Clean Code Summary

This is not a review of the book, but some notes I took while reading it. Anything not mentioned here is not a criticism of the book, but rather something I did not find interesting or useful to take notes about.

Code as Storytelling: The Importance of Intent

One of the central ideas in Clean Code is that code should express the intent clearly.
Think of the codebase as a story - a narrative that explains how a system works to anyone reading it.

It is useful to review your own code with an "outside reader" mindset: if someone else read this, would the intent be clear? If not, there should be comments or refactoring to make it clearer. The comments should not just repeat what the code does, but rather explain why the code is written in a certain way.

Another practical piece of advice is keeping related concepts close to each other vertically.
While modern IDEs make navigating the code easy, there's real value in structuring the code so that reading it feels natural, not like solving a puzzle.

Objects and Data Structures

I liked the clear distinction Martin makes between objects and data structures.

To dive more into the distinction, Martin defines two different approaches to calculate the areas of some shapes.

Procedural Approach

class Square:
	side: float

class Rectangle:
	height: float
	width: float

class Geometry:
    def area(shape: object) -> float:
	    if isinstance(shape, Square):
		    return shape.side ** 2
		elif isinstance(shape, Rectangle):
			return shape.height * shape.width

		return NoSuchShapeException()

In this approach, each shape is a simple data structure without any behavior, and the behavior (area calculation) is in the Geometry class.

If we need to add a perimeter function, we can add it to Geometry without touching the Square and Rectangle classes. However, every time we introduce a new shape, we have to update all functions in Geometry.

Object-Oriented Approach

class Square(Shape):
	side: float

	def area(self) -> float:
		return self.side ** 2 

class Rectangle(Shape):
	height: float
	width: float

	def area(self) -> float:
		return self.height * self.width  

In this approach, each shape encapsulates its own area method. This way, adding a new shape doesnt'r require any changes to existing classes, but adding new functions requires changes to each shape class.

Procedural code (code using data structures) makes it easy to add new functions without changing the existing data structures.
Object-Oriented code, makes it easy to add new classes without changing the existing functions.

These trade-offs reminded me of the classical of the Expression Problem, a classic programming dilemma that balances flexibility and extensibility.

Law of Demeter

The Law of Demeter was new to me, and I found it quite useful to make sure that
each object "knows" as less as possible about the internal details of other objects.

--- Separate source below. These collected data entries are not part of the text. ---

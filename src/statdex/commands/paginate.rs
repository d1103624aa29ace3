//! Pagination windowing.
//!
//! [`paginate`] only slices. Keeping the page index inside
//! `[0, page_count - 1]` is the caller's job, which [`PageState`] does for
//! the navigation events it supports.

use serde::{Deserialize, Serialize};
use std::fmt;
use std::num::NonZeroUsize;
use std::str::FromStr;

/// Rows per page, or every row on a single page.
#[derive(Debug, Clone, Copy, PartialEq, Eq, Hash, Serialize, Deserialize)]
#[serde(try_from = "PageSizeRepr", into = "PageSizeRepr")]
pub enum PageSize {
    Rows(NonZeroUsize),
    All,
}

impl PageSize {
    pub const DEFAULT: PageSize = PageSize::Rows(match NonZeroUsize::new(5) {
        Some(n) => n,
        None => unreachable!(),
    });

    /// Builds a bounded size; `0` is rejected.
    pub fn rows(n: usize) -> Option<Self> {
        NonZeroUsize::new(n).map(PageSize::Rows)
    }

    pub fn limit(&self) -> Option<usize> {
        match self {
            PageSize::Rows(n) => Some(n.get()),
            PageSize::All => None,
        }
    }
}

impl Default for PageSize {
    fn default() -> Self {
        PageSize::DEFAULT
    }
}

impl fmt::Display for PageSize {
    fn fmt(&self, f: &mut fmt::Formatter<'_>) -> fmt::Result {
        match self {
            PageSize::Rows(n) => write!(f, "{}", n),
            PageSize::All => write!(f, "all"),
        }
    }
}

impl FromStr for PageSize {
    type Err = String;

    /// Accepts a positive integer, `all`, or the legacy `-1` sentinel.
    fn from_str(s: &str) -> Result<Self, Self::Err> {
        let s = s.trim();
        if s.eq_ignore_ascii_case("all") || s == "-1" {
            return Ok(PageSize::All);
        }
        s.parse::<usize>()
            .ok()
            .and_then(PageSize::rows)
            .ok_or_else(|| {
                format!(
                    "Invalid page size: {} (expected a positive number or 'all')",
                    s
                )
            })
    }
}

#[derive(Serialize, Deserialize)]
#[serde(untagged)]
enum PageSizeRepr {
    Number(i64),
    Text(String),
}

impl TryFrom<PageSizeRepr> for PageSize {
    type Error = String;

    fn try_from(repr: PageSizeRepr) -> Result<Self, Self::Error> {
        match repr {
            PageSizeRepr::Number(n) => n.to_string().parse(),
            PageSizeRepr::Text(s) => s.parse(),
        }
    }
}

impl From<PageSize> for PageSizeRepr {
    fn from(size: PageSize) -> Self {
        match size {
            PageSize::Rows(n) => PageSizeRepr::Number(n.get() as i64),
            PageSize::All => PageSizeRepr::Text("all".to_string()),
        }
    }
}

/// The visible window over a filtered set.
#[derive(Debug, PartialEq, Eq)]
pub struct Page<'a, T> {
    pub rows: &'a [T],
    /// Placeholder rows needed to keep a short final page as tall as a full one.
    pub empty_row_count: usize,
}

pub fn paginate<T>(records: &[T], page_index: usize, page_size: PageSize) -> Page<'_, T> {
    let Some(size) = page_size.limit() else {
        return Page {
            rows: records,
            empty_row_count: 0,
        };
    };

    let total = records.len();
    let start = page_index.saturating_mul(size).min(total);
    let end = start.saturating_add(size).min(total);

    let empty_row_count = if page_index > 0 {
        page_index
            .saturating_add(1)
            .saturating_mul(size)
            .saturating_sub(total)
    } else {
        0
    };

    Page {
        rows: &records[start..end],
        empty_row_count,
    }
}

/// Number of pages a pager shows for `total` rows. `All` is always one page.
pub fn page_count(total: usize, page_size: PageSize) -> usize {
    match page_size.limit() {
        Some(size) => total.div_ceil(size),
        None => 1,
    }
}

/// Clamps `page_index` into `[0, page_count - 1]` (0 when there are no pages).
pub fn clamp_page_index(page_index: usize, total: usize, page_size: PageSize) -> usize {
    page_index.min(page_count(total, page_size).saturating_sub(1))
}

/// Page position owned by the presentation layer.
#[derive(Debug, Clone, Copy, Default, PartialEq, Eq, Serialize, Deserialize)]
pub struct PageState {
    pub page_index: usize,
    pub page_size: PageSize,
}

impl PageState {
    pub fn new(page_size: PageSize) -> Self {
        Self {
            page_index: 0,
            page_size,
        }
    }

    /// Changing the page size always returns to the first page.
    pub fn set_page_size(&mut self, page_size: PageSize) {
        self.page_size = page_size;
        self.page_index = 0;
    }

    /// Moves forward one page; a no-op on the last page.
    pub fn next(&mut self, total: usize) {
        if self.page_index + 1 < page_count(total, self.page_size) {
            self.page_index += 1;
        }
    }

    /// Moves back one page; a no-op on the first page.
    pub fn prev(&mut self) {
        self.page_index = self.page_index.saturating_sub(1);
    }

    pub fn go_to(&mut self, page_index: usize, total: usize) {
        self.page_index = clamp_page_index(page_index, total, self.page_size);
    }

    /// Pulls the index back into range after the filtered set changed size.
    pub fn clamp(&mut self, total: usize) {
        self.go_to(self.page_index, total);
    }

    pub fn is_last(&self, total: usize) -> bool {
        self.page_index + 1 >= page_count(total, self.page_size)
    }
}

The Law of Demeter says "Only talk to your immediate friends"[2]. To describe it more formally:

Let f be a method of class C. f should only invoke the methods of:

To give a toy example, let's consider Engine, Car and Driver classes.

class Engine:
    def get_horsepower(self) -> int:
        return 100

class Car:
    def __init__(self, engine: Engine):
        self.engine = engine

class Driver:
    def __init__(self, car: Car):
        self.car = car

    def drive(self):
        self.horsepower = self.car.engine.get_horsepower()
		print(f"Driving with {self.horsepower} horsepower")

Here, the drive method retrieves the horsepower from the Engine class, resulting in a chain of dependencies: Driver -> Car -> Engine.
The issue here is that the Driver knows about the internals of Car, and if anything changes in the Engine class, Driver might break or need modifications.

Following the Law of Demeter, the Driver should not know about the internals of Car or Engine.
To fix the issue, the responsibility of getting the horsepower should be given to Car class.

class Car:
    def __init__(self, engine: Engine):
        self.engine = engine

    def get_horsepower(self) -> int:
        return self.engine.get_horsepower()

class Driver:
    def __init__(self, car: Car):
        self.car = car

    def drive(self):
        self.horsepower = self.car.get_horsepower()
		print(f"Driving with {self.horsepower} horsepower")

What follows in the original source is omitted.